Nommé en 1970 par Richard Nixon à la tête du comité de la FDA chargé d’examiner les corrélations entre le sucre et les maladies, le biochimiste George Irving était président du conseil consultatif scientifique de l’International Sugar Research Foundation (mise sur pied par l’industrie pour défendre ses intérêts).

L’industrie continue d’avoir le bras long, prévient Michèle Hozer, qui rapporte notamment les commandites de plusieurs milliers de dollars qu’a reçues le Réseau canadien sur l’obésité d’entreprises comme Coca-Cola ou McDonald’s – des montants aussi dénoncés par le médecin Yoni Freedhov, de l’Université d’Ottawa, spécialiste des problèmes de poids.

Parlant de conflit d’intérêt, on doit vous signaler qu’on a accepté d’animer la première québécoise de Sugar Coated, à Québec, en juin 2015, non sans avoir vérifié au préalable qu’il ne s’agissait pas de l’un de ces innombrables pamphlets qui diabolise un aliment bien précis.

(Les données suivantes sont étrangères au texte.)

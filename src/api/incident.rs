use crate::auth::auth::AuthUser;
use crate::config::Config;
use crate::error::{AppError, AppResult};
use crate::model::audit::{AuditKind, NewAuditEntry};
use crate::model::clock_entry::{ClockEntry, NewClockEntry};
use crate::model::incident::{Incident, IncidentKind, IncidentState, NewIncident};
use crate::model::role::Role;
use crate::model::user_cache::WithUserCache;
use crate::store;
use crate::store::incident::{IncidentQuery, IncidentScope, Resubmission};
use actix_web::{HttpResponse, web};
use chrono::{NaiveDate, NaiveDateTime, NaiveTime};
use serde::Deserialize;
use serde_json::json;
use sqlx::{MySqlConnection, MySqlPool};
use tracing::{error, info, warn};
use utoipa::ToSchema;

const RESOLVE_ERROR_MESSAGE: &str = "Internal error while resolving the incident";

#[derive(Debug, Deserialize, ToSchema)]
pub struct ResubmitIncident {
    /// state the caller saw: 2 conflict or 4 rejected
    #[schema(example = 2, value_type = u8)]
    pub from_state: IncidentState,
    #[serde(alias = "start")]
    #[schema(example = "08:00:00", value_type = Option<String>)]
    pub start_time: Option<NaiveTime>,
    #[serde(alias = "end")]
    #[schema(example = "15:00:00", value_type = Option<String>)]
    pub end_time: Option<NaiveTime>,
    pub reason: Option<String>,
}

#[derive(Debug, Deserialize, ToSchema)]
pub struct IncidentAction {
    #[schema(example = 17)]
    pub id: u64,
    /// 6 resolve, 7 reject
    #[schema(example = 6, value_type = u8)]
    pub action: IncidentState,
    pub reject_reason: Option<String>,
}

#[derive(Debug, Default, Deserialize, ToSchema)]
pub struct IncidentFilter {
    #[schema(example = "2025-03-01", format = "date", value_type = Option<String>)]
    pub from: Option<NaiveDate>,
    #[schema(example = "2025-03-31", format = "date", value_type = Option<String>)]
    pub to: Option<NaiveDate>,
    #[serde(default)]
    #[schema(example = json!([1, 3]), value_type = Vec<u8>)]
    pub states: Vec<IncidentState>,
    /// creator filter, honoured for roles that see every incident
    #[serde(alias = "user")]
    pub user_id: Option<u64>,
}

#[derive(Debug, Deserialize, ToSchema)]
pub struct ProcessIncidents {
    pub incidents: Vec<IncidentAction>,
    #[serde(default)]
    pub filter: IncidentFilter,
}

/// Where a failed resolution leaves the incident.
#[derive(Debug)]
struct FailureOutcome {
    state: IncidentState,
    message: String,
    audit: Option<NewAuditEntry>,
}
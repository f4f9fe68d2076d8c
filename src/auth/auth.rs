use crate::error::AppError;
use crate::model::role::Role;
use actix_web::{FromRequest, HttpMessage, HttpRequest, dev::Payload};
use futures::future::{Ready, ready};

/// Caller identity, put in the request extensions by `auth_middleware`.
/// Roles are the user's current ones, not the ones in the token.
#[derive(Clone, Debug)]
pub struct AuthUser {
    pub user_id: u64,
    pub name: String,
    pub roles: Vec<Role>,
}

impl FromRequest for AuthUser {
    type Error = actix_web::Error;
    type Future = Ready<Result<Self, Self::Error>>;

    fn from_request(req: &HttpRequest, _: &mut Payload) -> Self::Future {
        match req.extensions().get::<AuthUser>() {
            Some(user) => ready(Ok(user.clone())),
            None => ready(Err(AppError::Unauthorized("Missing token").into())),
        }
    }
}

impl AuthUser {
    pub fn has_role(&self, role: Role) -> bool {
        self.roles.contains(&role)
    }

    pub fn has_any(&self, roles: &[Role]) -> bool {
        roles.iter().any(|r| self.has_role(*r))
    }

    pub fn require_any(&self, roles: &[Role]) -> Result<(), AppError> {
        if self.has_any(roles) {
            Ok(())
        } else {
            Err(AppError::Forbidden("Not allowed for your role"))
        }
    }

    pub fn require_admin(&self) -> Result<(), AppError> {
        self.require_any(&[Role::Admin])
    }

    /// Registrars and supervisors record entries on behalf of others.
    pub fn is_registrar(&self) -> bool {
        self.has_any(&[Role::Registrar, Role::Supervisor])
    }

    /// Whether the caller may read records of `user_id` without restriction.
    pub fn reads_all_of(&self, user_id: u64) -> bool {
        self.user_id == user_id || self.roles.iter().any(|r| r.reads_everything())
    }
}

#[cfg(test)]
mod tests {
    use super::*;

    fn user(roles: &[Role]) -> AuthUser {
        AuthUser {
            user_id: 7,
            name: "Ana".into(),
            roles: roles.to_vec(),
        }
    }

    #[test]
    fn role_checks() {
        let u = user(&[Role::Employee, Role::Registrar]);
        assert!(u.is_registrar());
        assert!(u.require_admin().is_err());
        assert!(u.require_any(&[Role::Manager, Role::Registrar]).is_ok());
    }

    #[test]
    fn own_records_are_always_readable() {
        let employee = user(&[Role::Employee]);
        assert!(employee.reads_all_of(7));
        assert!(!employee.reads_all_of(8));
        assert!(user(&[Role::Inspector]).reads_all_of(8));
        assert!(!user(&[Role::Registrar]).reads_all_of(8));
    }
}
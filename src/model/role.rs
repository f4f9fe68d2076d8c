use serde::{Deserialize, Serialize};
use strum_macros::{Display, EnumIter};

/// Roles with the numeric ids the dashboard uses.
#[derive(Debug, Copy, Clone, Eq, PartialEq, Hash, Ord, PartialOrd, Display, EnumIter)]
#[derive(Serialize, Deserialize)]
#[serde(into = "u8", try_from = "u8")]
pub enum Role {
    Employee = 1,
    Manager = 2,
    Admin = 3,
    Director = 4,
    Registrar = 5,
    Inspector = 6,
    Supervisor = 7,
}

impl Role {
    pub fn from_id(id: u8) -> Option<Self> {
        match id {
            1 => Some(Role::Employee),
            2 => Some(Role::Manager),
            3 => Some(Role::Admin),
            4 => Some(Role::Director),
            5 => Some(Role::Registrar),
            6 => Some(Role::Inspector),
            7 => Some(Role::Supervisor),
            _ => None,
        }
    }

    pub fn id(self) -> u8 {
        self as u8
    }

    /// Roles allowed to read every user's records.
    pub fn reads_everything(self) -> bool {
        matches!(
            self,
            Role::Manager | Role::Admin | Role::Director | Role::Inspector | Role::Supervisor
        )
    }
}

impl From<Role> for u8 {
    fn from(role: Role) -> u8 {
        role.id()
    }
}

impl TryFrom<u8> for Role {
    type Error = String;

    fn try_from(id: u8) -> Result<Self, Self::Error> {
        Role::from_id(id).ok_or_else(|| format!("unknown role id {id}"))
    }
}

/// Sorted, without repeats.
pub fn distinct(roles: &[Role]) -> Vec<Role> {
    let mut roles = roles.to_vec();
    roles.sort();
    roles.dedup();
    roles
}

#[cfg(test)]
mod tests {
    use super::*;
    use strum::IntoEnumIterator;

    #[test]
    fn ids_round_trip() {
        for role in Role::iter() {
            assert_eq!(Role::from_id(role.id()), Some(role));
        }
        assert_eq!(Role::from_id(0), None);
        assert_eq!(Role::from_id(8), None);
    }

    #[test]
    fn serializes_as_number() {
        assert_eq!(serde_json::to_string(&Role::Registrar).unwrap(), "5");
        let role: Role = serde_json::from_str("7").unwrap();
        assert_eq!(role, Role::Supervisor);
        assert!(serde_json::from_str::<Role>("9").is_err());
    }

    #[test]
    fn distinct_sorts_and_drops_repeats() {
        assert_eq!(
            distinct(&[Role::Registrar, Role::Employee, Role::Registrar]),
            vec![Role::Employee, Role::Registrar]
        );
    }
}
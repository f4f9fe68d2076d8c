use chrono::NaiveDateTime;
use serde::Serialize;
use strum::IntoEnumIterator;
use strum_macros::{Display, EnumIter};
use utoipa::ToSchema;

#[derive(Debug, Copy, Clone, Eq, PartialEq, Display, EnumIter, Serialize)]
#[serde(into = "u8")]
pub enum AuditKind {
    UserCreated = 1,
    UserUpdated = 2,
    PasswordChanged = 3,
    IncidentResubmitted = 4,
    IncidentConflict = 5,
    IncidentResolved = 6,
    IncidentRejected = 7,
    EntryReplaced = 8,
    EntryDeleted = 9,
}

impl From<AuditKind> for u8 {
    fn from(kind: AuditKind) -> u8 {
        kind as u8
    }
}

impl AuditKind {
    pub fn from_id(id: u8) -> Option<Self> {
        AuditKind::iter().find(|k| *k as u8 == id)
    }

    pub fn entity(self) -> AuditEntity {
        match self {
            AuditKind::UserCreated | AuditKind::UserUpdated | AuditKind::PasswordChanged => {
                AuditEntity::User
            }
            AuditKind::EntryReplaced | AuditKind::EntryDeleted => AuditEntity::ClockEntry,
            _ => AuditEntity::Incident,
        }
    }
}

#[derive(Debug, Copy, Clone, Eq, PartialEq, Display, Serialize)]
#[serde(into = "u8")]
pub enum AuditEntity {
    User = 1,
    Incident = 2,
    ClockEntry = 3,
}

impl From<AuditEntity> for u8 {
    fn from(entity: AuditEntity) -> u8 {
        entity as u8
    }
}

impl AuditEntity {
    pub fn from_id(id: u8) -> Option<Self> {
        match id {
            1 => Some(AuditEntity::User),
            2 => Some(AuditEntity::Incident),
            3 => Some(AuditEntity::ClockEntry),
            _ => None,
        }
    }
}

/// Record to append to `audit_log`.
#[derive(Debug, Clone)]
pub struct NewAuditEntry {
    pub author_id: Option<u64>,
    pub kind: AuditKind,
    pub entity_id: u64,
    pub at: NaiveDateTime,
    pub reason: Option<String>,
}

impl NewAuditEntry {
    pub fn new(author_id: u64, kind: AuditKind, entity_id: u64, at: NaiveDateTime) -> Self {
        Self {
            author_id: Some(author_id),
            kind,
            entity_id,
            at,
            reason: None,
        }
    }

    pub fn with_reason(mut self, reason: impl Into<String>) -> Self {
        self.reason = Some(reason.into());
        self
    }
}

#[derive(Debug, Clone, Serialize, sqlx::FromRow, ToSchema)]
pub struct AuditEntry {
    #[schema(example = 1)]
    pub id: u64,
    #[schema(example = 3)]
    pub author_id: Option<u64>,
    /// see `AuditKind` ids
    #[schema(example = 4)]
    pub kind: u8,
    #[schema(example = 2)]
    pub entity: u8,
    #[schema(example = 17)]
    pub entity_id: u64,
    #[schema(example = "2025-03-03T10:15:00", format = "date-time", value_type = String)]
    pub at: NaiveDateTime,
    pub reason: Option<String>,
}

#[cfg(test)]
mod tests {
    use super::*;

    #[test]
    fn kinds_map_to_their_entity() {
        assert_eq!(AuditKind::PasswordChanged.entity(), AuditEntity::User);
        assert_eq!(AuditKind::IncidentConflict.entity(), AuditEntity::Incident);
        assert_eq!(AuditKind::EntryDeleted.entity(), AuditEntity::ClockEntry);
    }

    #[test]
    fn kind_ids_round_trip() {
        for kind in AuditKind::iter() {
            assert_eq!(AuditKind::from_id(kind as u8), Some(kind));
        }
        assert_eq!(AuditKind::from_id(0), None);
        assert_eq!(AuditEntity::from_id(3), Some(AuditEntity::ClockEntry));
    }
}
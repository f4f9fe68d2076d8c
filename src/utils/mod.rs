pub mod access_cache;
pub mod dni;
pub mod dni_filter;
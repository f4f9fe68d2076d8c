use crate::error::{AppError, AppResult};
use crate::model::schedule::{Schedule, ScheduleRow, Weekday};
use chrono::{NaiveDate, NaiveTime};
use sqlx::{MySql, MySqlConnection, QueryBuilder};

fn into_schedules(rows: Vec<ScheduleRow>) -> AppResult<Vec<Schedule>> {
    rows.into_iter()
        .map(|row| Schedule::try_from(row).map_err(AppError::Internal))
        .collect()
}

pub async fn insert(
    conn: &mut MySqlConnection,
    weekday: Weekday,
    start: NaiveTime,
    end: NaiveTime,
) -> Result<u64, sqlx::Error> {
    let result = sqlx::query(
        "INSERT INTO schedules (weekday, start_time, end_time) VALUES (?, ?, ?)",
    )
    .bind(weekday.to_string())
    .bind(start)
    .bind(end)
    .execute(&mut *conn)
    .await?;
    Ok(result.last_insert_id())
}

pub async fn list(conn: &mut MySqlConnection) -> AppResult<Vec<Schedule>> {
    let rows = sqlx::query_as::<_, ScheduleRow>(
        r#"
        SELECT id, weekday, start_time, end_time
        FROM schedules
        ORDER BY FIELD(weekday, 'L', 'M', 'X', 'J', 'V', 'S', 'D'), start_time
        "#,
    )
    .fetch_all(&mut *conn)
    .await?;
    into_schedules(rows)
}

/// Stores a new set of slots for a user, applying from `effective_from`.
pub async fn assign(
    conn: &mut MySqlConnection,
    user_id: u64,
    effective_from: NaiveDate,
    schedule_ids: &[u64],
) -> Result<(), sqlx::Error> {
    sqlx::query("DELETE FROM user_schedules WHERE user_id = ? AND effective_from = ?")
        .bind(user_id)
        .bind(effective_from)
        .execute(&mut *conn)
        .await?;

    let mut qb = QueryBuilder::<MySql>::new(
        "INSERT INTO user_schedules (user_id, schedule_id, effective_from) ",
    );
    qb.push_values(schedule_ids, |mut row, id| {
        row.push_bind(user_id).push_bind(*id).push_bind(effective_from);
    });
    qb.build().execute(&mut *conn).await?;
    Ok(())
}

/// Slots of the set in force on `date` for that date's weekday.
pub async fn effective_on(
    conn: &mut MySqlConnection,
    user_id: u64,
    date: NaiveDate,
) -> AppResult<Vec<Schedule>> {
    let rows = sqlx::query_as::<_, ScheduleRow>(
        r#"
        SELECT s.id, s.weekday, s.start_time, s.end_time
        FROM user_schedules us
        JOIN schedules s ON s.id = us.schedule_id
        WHERE us.user_id = ?
          AND s.weekday = ?
          AND us.effective_from = (
              SELECT MAX(effective_from)
              FROM user_schedules
              WHERE user_id = ? AND effective_from <= ?
          )
        ORDER BY s.start_time
        "#,
    )
    .bind(user_id)
    .bind(Weekday::of(date).to_string())
    .bind(user_id)
    .bind(date)
    .fetch_all(&mut *conn)
    .await?;
    into_schedules(rows)
}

Le sucre, en soi, n’est pas un poison. Mais on a aujourd’hui des preuves largement solides pour pouvoir affirmer qu’en consommer en quantité excessive est risqué (même si l’industrie continue de nier l’évidence).

Comparées aux nouvelles lignes directrices de l’Organisation mondiale de la santé, les statistiques sur la consommation de sucre, au Canada comme dans d’autres pays, montrent très clairement qu’on en ingurgite beaucoup trop – notamment sous la forme de jus et de boissons gazeuses.

Les trois quarts des aliments transformés contiennent du sucre ajouté.

Les manigances de l’industrie et son habileté à échapper à tout contrôle en font un produit à surveiller de très près.

Des changements dans l’étiquetage

Après des décennies de laisser-aller, Santé Canada a entrepris de serrer un peu la vis.

Annoncé en juin 2015 par la ministre Rona Ambrose, le nouvel étiquetage nutritionnel prévoit notamment de regrouper, dans la liste des ingrédients, toutes les formes de sucres à l’intérieur d’une même parenthèse.

S’ils prennent la peine de lire les étiquettes, bien des parents vont découvrir que les céréales pour enfants devraient être rebaptisées « sucres pour enfants », puisque de nombreuses variétés très populaires contiennent plus de sucres que de céréales.

Malheureusement, comme le dénonce la Coalition québécoise sur la problématique du poids, toutes sortes de logos et d’allégations santé (du genre « bonne source de calcium » ou « riches en fibres ») pourront continuer de s’afficher en gros et en couleurs sur le devant des boîtes… et continuer d’attirer bien plus l’attention des consommateurs que le décorticage des sobres et discrètes étiquettes nutritionnelles.